Ливен пытался уговорить коменданта лагеря спасти несчастного от репатриации. Поляки из другого лагеря предложили помочь: например, они могли бы доказать, что этот врач — украинец, живший западнее линии Керзона. Но комендант понимал, что сделать ничего не удастся, и весьма раздраженно приказал Ливену больше не поднимать этот вопрос.
— Вы ведь, Ливен, белогвардеец, — добавил он. — Если вы будете настаивать на этой безумной идее, вас и самого арестуют.
Несмотря на это предупреждение, Ливену удалось заинтересовать этим делом другого офицера, но тут ему неожиданно приказали выехать на судно «Дюшес оф Бедфорд» в Ливерпуль, и врач был репатриирован вместе со всеми.

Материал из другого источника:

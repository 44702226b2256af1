//! Conformal decomposition of a finite element mesh by level set interfaces.
//!
//! Elements of the decomposed blocks that an interface crosses are replaced
//! in the mesh by child elements whose faces follow the interface; each child
//! carries the parts of the phase it lies in. [`DecompositionSession`] drives
//! one decomposition per call, with [`CdMesh`] holding the per-generation
//! state.

pub mod ancestry;
pub mod cdmesh;
pub mod cfl;
pub mod config;
pub mod diagnostics;
pub mod element;
pub mod interface_geometry;
pub mod modify;
pub mod node;
pub mod part_rules;
pub mod phase;
pub mod prolongation;
pub mod restore;
pub mod session;
pub mod snap;
pub mod sync;
pub mod transfer;

pub use cdmesh::CdMesh;
pub use config::{CdfemConfig, CflLengthScale, EdgeDegeneracyHandling};
pub use element::{ElementSignature, MeshElement, SubElement};
pub use interface_geometry::{InterfaceGeometry, NodalLevelSetGeometry};
pub use node::{NodeArena, NodeIdx, NodeKind, SubElementNode};
pub use phase::{CdfemParts, InterfaceId, PhaseSupport, PhaseTag};
pub use session::{DecompositionSession, DecompositionStatus};
pub use snap::{NodeToCapturedDomainsMap, Snapper, ThresholdSnapper};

Иные пленные, по рассказам Ливена, были людьми редкой душевной чистоты и доброты, какие встречаются только в России. Один солдат три часа простоял перед фасадом Йоркского собора, завороженный его красотой. Другой рассказывал Ливену о том, как в лесу на Украине повстречался с Богом. Незадолго до немецкого вторжения Господь предстал пред ним в образе старика и сказал:
«Спрячься, сын мой, ибо грядет сатанинское время».
Крестьянин послушался и таким образом, вероятно, избежал смерти. В Англии он беспрестанно поражался свободе и богатству тамошней жизни. «Как в раю», — повторял он. Однако МИД решил, что ему стоит дожить свои дни совсем в другом месте.

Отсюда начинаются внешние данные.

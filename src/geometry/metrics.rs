//! Measures of simplices and their sides.
//!
//! Vertex orderings follow [`Topology`]: segments `[v0, v1]`, triangles
//! `[v0, v1, v2]` counter-clockwise, tetrahedra `[v0, v1, v2, v3]` with positive
//! orientation. Quadratic topologies are measured through their vertices.

use crate::topology::cell_type::Topology;

const EPS: f64 = 1e-300;

/// Length, area or volume of a simplex (unsigned).
pub fn simplex_measure(topology: Topology, vertices: &[[f64; 3]]) -> f64 {
    match topology.dimension() {
        0 => 1.0,
        1 => norm(sub(vertices[1], vertices[0])),
        2 => 0.5 * norm(cross(sub(vertices[1], vertices[0]), sub(vertices[2], vertices[0]))),
        _ => signed_volume(vertices[0], vertices[1], vertices[2], vertices[3]).abs(),
    }
}

/// Longest vertex-to-vertex edge.
pub fn max_edge_length(topology: Topology, vertices: &[[f64; 3]]) -> f64 {
    topology
        .edges()
        .iter()
        .map(|e| norm(sub(vertices[e[1]], vertices[e[0]])))
        .fold(0.0, f64::max)
}

pub fn centroid(points: &[[f64; 3]]) -> [f64; 3] {
    if points.is_empty() {
        return [0.0; 3];
    }
    let mut c = [0.0; 3];
    for p in points {
        c = add(c, *p);
    }
    scale(c, 1.0 / points.len() as f64)
}

/// Unit normal of a side given by its vertices.
///
/// Sides of a 1D element have the +x normal; sides of triangles use
/// `(dy, -dx)`, which points outward for counter-clockwise triangles; sides of
/// tetrahedra use the right-hand rule on their vertex ordering.
pub fn side_normal(side_topology: Topology, vertices: &[[f64; 3]]) -> [f64; 3] {
    let n = match side_topology.dimension() {
        0 => return [1.0, 0.0, 0.0],
        1 => {
            let d = sub(vertices[1], vertices[0]);
            [d[1], -d[0], 0.0]
        }
        _ => cross(sub(vertices[1], vertices[0]), sub(vertices[2], vertices[0])),
    };
    let len = norm(n);
    if len <= EPS { [0.0; 3] } else { scale(n, 1.0 / len) }
}

/// Affine combination `sum_i w_i x_i`.
pub fn weighted_point(points: &[[f64; 3]], weights: &[f64]) -> [f64; 3] {
    points
        .iter()
        .zip(weights)
        .fold([0.0; 3], |acc, (p, &w)| add(acc, scale(*p, w)))
}

pub(crate) fn signed_volume(a: [f64; 3], b: [f64; 3], c: [f64; 3], d: [f64; 3]) -> f64 {
    dot(sub(b, a), cross(sub(c, a), sub(d, a))) / 6.0
}

pub(crate) fn add(a: [f64; 3], b: [f64; 3]) -> [f64; 3] {
    [a[0] + b[0], a[1] + b[1], a[2] + b[2]]
}

pub(crate) fn sub(a: [f64; 3], b: [f64; 3]) -> [f64; 3] {
    [a[0] - b[0], a[1] - b[1], a[2] - b[2]]
}

pub(crate) fn scale(a: [f64; 3], s: f64) -> [f64; 3] {
    [a[0] * s, a[1] * s, a[2] * s]
}

pub(crate) fn dot(a: [f64; 3], b: [f64; 3]) -> f64 {
    a[0] * b[0] + a[1] * b[1] + a[2] * b[2]
}

pub(crate) fn cross(a: [f64; 3], b: [f64; 3]) -> [f64; 3] {
    [
        a[1] * b[2] - a[2] * b[1],
        a[2] * b[0] - a[0] * b[2],
        a[0] * b[1] - a[1] * b[0],
    ]
}

pub(crate) fn norm(a: [f64; 3]) -> f64 {
    dot(a, a).sqrt()
}

pub(crate) fn distance_squared(a: [f64; 3], b: [f64; 3]) -> f64 {
    let d = sub(a, b);
    dot(d, d)
}

#[cfg(test)]
mod tests {
    use super::*;

    fn approx(a: f64, b: f64) -> bool {
        (a - b).abs() < 1e-12
    }

    #[test]
    fn measures() {
        let tri = [[0.0, 0.0, 0.0], [1.0, 0.0, 0.0], [0.0, 1.0, 0.0]];
        assert!(approx(simplex_measure(Topology::Tri3, &tri), 0.5));
        let tet = [[0.0, 0.0, 0.0], [1.0, 0.0, 0.0], [0.0, 1.0, 0.0], [0.0, 0.0, 1.0]];
        assert!(approx(simplex_measure(Topology::Tet4, &tet), 1.0 / 6.0));
        assert!(approx(simplex_measure(Topology::Line2, &tri[..2]), 1.0));
        assert!(approx(max_edge_length(Topology::Tri3, &tri), 2f64.sqrt()));
    }

    #[test]
    fn side_normals_point_outward() {
        let tet = [[0.0, 0.0, 0.0], [1.0, 0.0, 0.0], [0.0, 1.0, 0.0], [0.0, 0.0, 1.0]];
        let side: Vec<[f64; 3]> = Topology::Tet4.side_vertices(0).iter().map(|&i| tet[i]).collect();
        let n = side_normal(Topology::Tri3, &side);
        assert!(approx(n[1], -1.0));

        let tri = [[0.0, 0.0, 0.0], [1.0, 0.0, 0.0], [0.0, 1.0, 0.0]];
        let n = side_normal(Topology::Line2, &tri[..2]);
        assert!(approx(n[1], -1.0));
    }

    #[test]
    fn weighted_point_is_affine() {
        let p = weighted_point(&[[0.0, 0.0, 0.0], [2.0, 4.0, 0.0]], &[0.75, 0.25]);
        assert!(approx(p[0], 0.5) && approx(p[1], 1.0));
    }
}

В лагере в Тирске был весьма беспокойный обитатель, по фамилии Шараватов. Сначала он был старостой лагеря, но его карьере помешало участие в волнении, которое организовал один татарин против коммунистов, укравших, по его утверждению, все лагерное мясо. Татарина перевели в лагерь для итальянских фашистов; в Тирске был назначен новый староста, а Шараватов, как другие пленные, стал работать на близлежащих фермах. Эта беззаботная жизнь его вполне устраивала, но все рухнуло в один прекрасный день, когда он увидел дочь местного фермера верхом на прекрасном коне. Это видение юности и красоты возникло перед ним среди ржавых листьев, запахов и туманов английской осени. Вряд ли он мог видеть что-нибудь подобное на бескрайних просторах России. Мимо него проносились на лошадях участники охоты. Но бедный Шараватов стоял как пораженный громом. Затем он беспробудно запил и как-то, лунной ночью, добрался до фермы. Утром военный патруль обнаружил в хлеву его бесчувственное тело. По лицу спящего бродила широкая улыбка; рядом, в соломе, валялись опорожненные бутылки.

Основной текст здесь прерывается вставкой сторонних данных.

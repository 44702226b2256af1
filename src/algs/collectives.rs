//! Global reductions built on the sparse exchange.
//!
//! Every rank must call the same collectives in the same order. The
//! implementation gathers each rank's contribution on every rank and reduces
//! locally in rank order, so all ranks obtain bitwise identical results.

use crate::algs::comm_sparse::CommSparse;
use crate::algs::communicator::{CommTag, Communicator};
use crate::mesh_error::CdMeshError;
use bytemuck::Pod;
use num_traits::Num;

const COLLECTIVE_TAG: CommTag = CommTag::new(0x0c00);

/// Gather every rank's `local` slice on every rank, indexed by rank.
pub fn all_gather<C: Communicator, T: Pod>(comm: &C, local: &[T]) -> Result<Vec<Vec<T>>, CdMeshError> {
    let size = comm.size();
    let mut sparse = CommSparse::new(comm);
    for p in 0..size {
        let buf = sparse.send_buffer(p);
        buf.pack_u8(1);
        buf.pack_records(local);
    }
    let mut received = sparse.communicate(COLLECTIVE_TAG)?;
    let mut out = Vec::with_capacity(size);
    for p in 0..size {
        let vals = match received.get_mut(&p) {
            Some(buf) => {
                buf.unpack_u8()?;
                buf.unpack_records::<T>()?
            }
            None => {
                return Err(CdMeshError::CommError {
                    neighbor: p,
                    source: "missing contribution to all_gather".into(),
                });
            }
        };
        out.push(vals);
    }
    Ok(out)
}

/// Element-wise global sum.
pub fn global_sum<C: Communicator, T: Pod + Num>(comm: &C, local: &[T]) -> Result<Vec<T>, CdMeshError> {
    reduce(comm, local, |a, b| a + b)
}

/// Element-wise global maximum.
pub fn global_max<C: Communicator, T: Pod + PartialOrd>(comm: &C, local: &[T]) -> Result<Vec<T>, CdMeshError> {
    reduce(comm, local, |a, b| if b > a { b } else { a })
}

/// Element-wise global minimum.
pub fn global_min<C: Communicator, T: Pod + PartialOrd>(comm: &C, local: &[T]) -> Result<Vec<T>, CdMeshError> {
    reduce(comm, local, |a, b| if b < a { b } else { a })
}

pub fn global_sum_scalar<C: Communicator, T: Pod + Num>(comm: &C, local: T) -> Result<T, CdMeshError> {
    Ok(global_sum(comm, &[local])?[0])
}

pub fn global_max_scalar<C: Communicator, T: Pod + PartialOrd>(comm: &C, local: T) -> Result<T, CdMeshError> {
    Ok(global_max(comm, &[local])?[0])
}

pub fn is_true_on_any<C: Communicator>(comm: &C, local: bool) -> Result<bool, CdMeshError> {
    Ok(global_max_scalar(comm, local as u8)? != 0)
}

pub fn is_true_on_all<C: Communicator>(comm: &C, local: bool) -> Result<bool, CdMeshError> {
    Ok(global_min(comm, &[local as u8])?[0] != 0)
}

fn reduce<C, T, F>(comm: &C, local: &[T], op: F) -> Result<Vec<T>, CdMeshError>
where
    C: Communicator,
    T: Pod,
    F: Fn(T, T) -> T,
{
    if comm.is_serial() {
        return Ok(local.to_vec());
    }
    let gathered = all_gather(comm, local)?;
    let mut acc: Option<Vec<T>> = None;
    for (rank, vals) in gathered.into_iter().enumerate() {
        if vals.len() != local.len() {
            return Err(CdMeshError::MalformedMessage {
                neighbor: rank,
                reason: format!("reduction of {} values, got {}", local.len(), vals.len()),
            });
        }
        acc = Some(match acc {
            None => vals,
            Some(a) => a.into_iter().zip(vals).map(|(x, y)| op(x, y)).collect(),
        });
    }
    Ok(acc.unwrap_or_default())
}

#[cfg(test)]
mod tests {
    use super::*;
    use crate::algs::communicator::{NoComm, RayonComm};

    #[test]
    fn serial_reductions_are_identity() {
        assert_eq!(global_sum(&NoComm, &[1.5f64, 2.0]).unwrap(), vec![1.5, 2.0]);
        assert!(is_true_on_any(&NoComm, true).unwrap());
        assert!(!is_true_on_all(&NoComm, false).unwrap());
    }

    #[test]
    fn four_rank_reductions() {
        let handles: Vec<_> = RayonComm::world(4)
            .into_iter()
            .map(|comm| {
                std::thread::spawn(move || {
                    let r = comm.rank();
                    let sum = global_sum_scalar(&comm, r as u64).unwrap();
                    let max = global_max_scalar(&comm, r as f64 * 0.5).unwrap();
                    let any = is_true_on_any(&comm, r == 2).unwrap();
                    let all = is_true_on_all(&comm, r != 2).unwrap();
                    let gathered = all_gather(&comm, &vec![r as u32; r]).unwrap();
                    (sum, max, any, all, gathered.iter().map(Vec::len).collect::<Vec<_>>())
                })
            })
            .collect();
        for h in handles {
            let (sum, max, any, all, lens) = h.join().unwrap();
            assert_eq!(sum, 6);
            assert_eq!(max, 1.5);
            assert!(any);
            assert!(!all);
            assert_eq!(lens, vec![0, 1, 2, 3]);
        }
    }
}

Вспоминал ли Шараватов об аккуратных изгородях в деревнях вокруг Тирска, когда замерзал на Колыме? Являлась ли ему в тюремных снах дочь фермера, уверенно сидящая в седле, юная и задорная? И сколько раз нарушался этот сон звоном рельса, поднимавшего зэков? Впрочем, вряд ли Шараватову снились сны. Он ведь уже отличился в лагерном волнении против коммунистов. Его имя, вероятно, попало в черный список генерала Ратова, переданный на судно, которое везло его и тысячи таких же, как он, русских пленных в Одессу. И скорее всего, последнее, что видел Шараватов на земле, это ствол автомата, нацеленного ему в живот.
В Бексхилле, на побережье залива, тоже был устроен лагерь. Во время войны в этом курортном местечке было малолюдно. Большинство его обитателей разъехалось. В числе оставшихся были супруги Бэксхол, которые подружились с несколькими русскими пленными. Русские гости любили посидеть у камина с чашкой чая или сыграть в бильярд с Биллом Бэксхол ом. Они не переставали удивляться жизни английских солдат.
— Представляете, они каждую субботу чистят ботинки, наводят марафет и идут себе домой, — говорил пораженный Александр Коркин. — В Красной Армии мы считали счастьем побывать дома раз в полгода. В немецкой армии было сносно; но в Англии — просто житуха. Никто никого ни к чему не принуждает, никто не голодает, все добрые, приветливые, каждый живет как хочет. Да в СССР такое житье и представить себе трудно.
Коркин вполне сносно владел английским. Его родителей, крестьян, убили в 20-е годы коммунисты, а сам он пополнил ряды армии беспризорных, существование которой являлось неотъемлемой частью жизни довоенного СССР. Его другу, Федору Чернышу-ку, было 26 лет, и оба они часто говорили о том, какая ужасная участь ожидает их по возвращении в Союз. «Все капут!» — подытоживал Федор эти рассуждения.